Puede ocurrir que en este proceso deliberativo una de las partes implicadas exponga sus sentimientos como los únicos argumentos que respaldan su decisión. «Son mis sentimientos» es una alocución tristemente usual cuando una persona quiere indicar una postura inamovible, una razón que anuncia la muerte del diálogo porque no se puede interpelar. Los argumentos se pueden refutar, pero los sentimientos que no atentan contra los Derechos Humanos se deben respetar. ¿Quiénes somos cualquiera de nosotros para cuestionar esos sentimientos de alguien que no somos nosotros? Se delibera sobre lo que puede ser de otra manera, pero exigir esta máxima a los sentimientos descritos por una persona denota falta de consideración a la persona, arrogarse una ficticia soberanía sobre ella y una severa profanación a su templo afectivo. Entrar sin permiso en ese rincón sagrado para ponerlo en crisis es una apostasía contra la religión del respeto. En La razón también tiene sentimientos (ver) pormenorizo la construcción sentimental. Se puede resumir en que los sentimientos son imbricados conglomerados  de incidencias emocionales, fisiológicas, cognitivas, axiológicas, desiderativas, biográficas. Desde hace unas décadas las industrias del sé tú mismo han uncido a los sentimientos de una  aureola de autenticidad  que no admite la comparecencia de la duda bajo el muy discutible axioma de que el corazón nunca se equivoca. Con estas condiciones preliminares se antoja difícil entablar diálogo alguno con quien enarbola la infalibilidad de los sentimientos. El diálogo es precisamente lo contrario. Buscar mancomunadamente evidencias mejorables que mermen la falibilidad humana.

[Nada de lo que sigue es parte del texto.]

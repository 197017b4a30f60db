//! Sample ASN templates served to clients as starting points.
//!
//! Dates are generated relative to the caller's "today" so the valid samples
//! keep passing the timing rules.

use chrono::{Days, NaiveDate};
use serde::Serialize;
use serde_json::{json, Value};

use crate::validation::ids;

/// A named sample document and what it demonstrates.
#[derive(Debug, Clone, Serialize)]
pub struct SampleTemplate {
    pub name: &'static str,
    pub description: &'static str,
    /// Rule the sample is expected to trip; `None` for valid samples.
    pub expected_rule: Option<&'static str>,
    pub document: Value,
}

fn date(base: NaiveDate, offset_days: u64) -> String {
    base.checked_add_days(Days::new(offset_days))
        .unwrap_or(base)
        .format("%Y-%m-%d")
        .to_string()
}

fn label(sscc: &str, po: &str, sort_letter: &str, upc: &str) -> Value {
    json!({
        "sscc": sscc,
        "department_number": "10 - Athletic Apparel",
        "vendor_name": "Vendor Name, 123 Vendor St, City, ST 12345",
        "dsg_dc_name": "DSG - PA1, 456 DC St, City, PA 12345",
        "po_number": po,
        "sort_letter": sort_letter,
        "upc": upc,
        "dc_store_number": "PA1"
    })
}

fn item(sku: &str, description: &str, quantity: u32, upc: &str, po: &str) -> Value {
    json!({
        "sku": sku,
        "description": description,
        "quantity": quantity,
        "upc": upc,
        "po_number": po
    })
}

fn carton(label: Value, po: &str, items: Vec<Value>, weight: f64, dims: [u32; 3]) -> Value {
    json!({
        "ucc128_label": label,
        "po_number": po,
        "items": items,
        "weight": weight,
        "dimensions": dims
    })
}

fn document(
    vendor_id: &str,
    ship: &str,
    delivery: &str,
    shipment_id: &str,
    declared_cartons: u32,
    cartons: Vec<Value>,
) -> Value {
    let weight: f64 = cartons.iter().filter_map(|c| c["weight"].as_f64()).sum();
    json!({
        "vendor_id": vendor_id,
        "ship_date": ship,
        "expected_delivery": delivery,
        "warehouse_code": "PA1",
        "carrier": "FEDEX",
        "tracking_number": "12345678901234567890",
        "tms_routing": {
            "shipment_id": shipment_id,
            "ready_date": ship,
            "cartons": declared_cartons,
            "cube": 15.5,
            "pallets": 1,
            "weight": weight
        },
        "cartons": cartons
    })
}

/// The canonical valid template: one compliant carton.
pub fn sample_document(today: NaiveDate) -> Value {
    let po = "DSG-2024-001234";
    document(
        "V12345",
        &date(today, 0),
        &date(today, 5),
        "TMS12345678",
        1,
        vec![carton(
            label("000123456789012345", po, "A", "123456789012"),
            po,
            vec![item("ITEM001", "Basketball Jersey", 100, "123456789012", po)],
            25.1,
            [24, 18, 12],
        )],
    )
}

/// Documents that pass every rule.
pub fn valid_samples(today: NaiveDate) -> Vec<SampleTemplate> {
    let po = "DSG-2024-001234";
    let multi = document(
        "V12345",
        &date(today, 0),
        &date(today, 5),
        "TMS12345678",
        2,
        vec![
            carton(
                label("000123456789012345", po, "A", "123456789012"),
                po,
                vec![item("ITEM001", "Basketball Jersey", 100, "123456789012", po)],
                25.1,
                [24, 18, 12],
            ),
            carton(
                label("000123456789012346", po, "B", "123456789013"),
                po,
                vec![item("ITEM002", "Basketball Shorts", 50, "123456789013", po)],
                20.1,
                [20, 16, 10],
            ),
        ],
    );

    vec![
        SampleTemplate {
            name: "multi_carton",
            description: "Two compliant cartons on one PO",
            expected_rule: None,
            document: multi,
        },
        SampleTemplate {
            name: "single_carton",
            description: "One compliant carton",
            expected_rule: None,
            document: sample_document(today),
        },
    ]
}

/// Structurally valid documents that each break one business rule.
pub fn invalid_samples(today: NaiveDate) -> Vec<SampleTemplate> {
    let po = "DSG-2024-001235";
    let other_po = "DSG-2024-001223";
    let single = |sscc: &str, items: Vec<Value>, weight: f64, dims: [u32; 3], declared: u32| {
        document(
            "V12346",
            &date(today, 1),
            &date(today, 6),
            "TMS12345679",
            declared,
            vec![carton(label(sscc, po, "A", "123456789014"), po, items, weight, dims)],
        )
    };
    let running_shoes = || item("ITEM003", "Running Shoes", 25, "123456789014", po);

    let last_month = date(today - Days::new(30), 0);
    let mut past = sample_document(today);
    past["ship_date"] = json!(last_month);
    past["tms_routing"]["ready_date"] = json!(last_month);

    vec![
        SampleTemplate {
            name: "sscc_prefix",
            description: "SSCC does not start with the GS1 extension digit 0",
            expected_rule: Some(ids::SSCC_PREFIX),
            document: single("123456789012345678", vec![running_shoes()], 22.5, [18, 14, 8], 1),
        },
        SampleTemplate {
            name: "tms_carton_count",
            description: "Routing declares 3 cartons but only 1 is shipped",
            expected_rule: Some(ids::TMS_ACCURACY),
            document: single("000123456789012347", vec![running_shoes()], 22.5, [18, 14, 8], 3),
        },
        SampleTemplate {
            name: "overweight_carton",
            description: "Carton weighs more than 50 lbs",
            expected_rule: Some(ids::CARTON_WEIGHT),
            document: single("000123456789012348", vec![running_shoes()], 51.5, [18, 14, 8], 1),
        },
        SampleTemplate {
            name: "mixed_po_carton",
            description: "Carton mixes items from two POs",
            expected_rule: Some(ids::ONE_PO_PER_CARTON),
            document: single(
                "000123456789012349",
                vec![
                    running_shoes(),
                    item("ITEM004", "Training Shorts", 10, "123456789015", other_po),
                ],
                22.5,
                [18, 14, 8],
                1,
            ),
        },
        SampleTemplate {
            name: "undersized_carton",
            description: "Carton length below the 9 inch minimum",
            expected_rule: Some(ids::CARTON_SIZE),
            document: single("000123456789012350", vec![running_shoes()], 22.5, [7, 10, 8], 1),
        },
        SampleTemplate {
            name: "past_ship_date",
            description: "Ship date is before the current date",
            expected_rule: Some(ids::ASN_TIMING),
            document: past,
        },
    ]
}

Quien trae a colación sus sentimientos en mitad de un proceso argumentativo es porque no quiere abordar un diálogo que requiere la exposición de argumentos, no de sentimientos. Los sentimientos están embebidos de argumentos, pero quien cita en bloque su aparataje sentimental lo suele utilizar a modo de proteccionismo argumentativo. Se puede explicar discursivamente la construcción del sentimiento, pero cuando el sentimiento se anuncia solo nominalmente y sin explicación alguna es una fortaleza inexpugnable para cualquier argumento. Su presencia clausura el diálogo llevándolo a un lugar en el que no es posible dialogar. En Ética de la hospitalidad, Daniel Innenarity diagnostica que «cuando no se cultiva la argumentación los seres humanos se atrincheran en la única posición que consideran propia: sus sentimientos ante las cosas. Nuestros sentimientos no son un principio suficiente para hacer respetar nuestra posición, porque no pueden determinar qué es significativo». Si alguien se amuralla en sus sentimientos como único argumento,  la inteligencia no tendrá argumentos que discriminar, no habrá espacio para construir esa intersección que requiere el diálogo en su función de empresa cooperativa. Solo se puede argumentar con el interlocutor que también desgrana argumentos, y los sentimientos no lo son, aunque paradójicamente, y como escribí antes, estén plagados de ellos de un modo velado. Otra cosa muy diferente es que nuestro interlocutor esgrima los argumentos sobre los que se edifican sus sentimientos. Ahí sí se puede deliberar. Ahí sí se puede llevar a cabo la ejercitación de la palabra que se enreda con otras palabras para encontrar la mejor posibilidad que nos podamos llevar a la realidad. Esa posibilidad elegida y compartida la solemos bautizar como solución.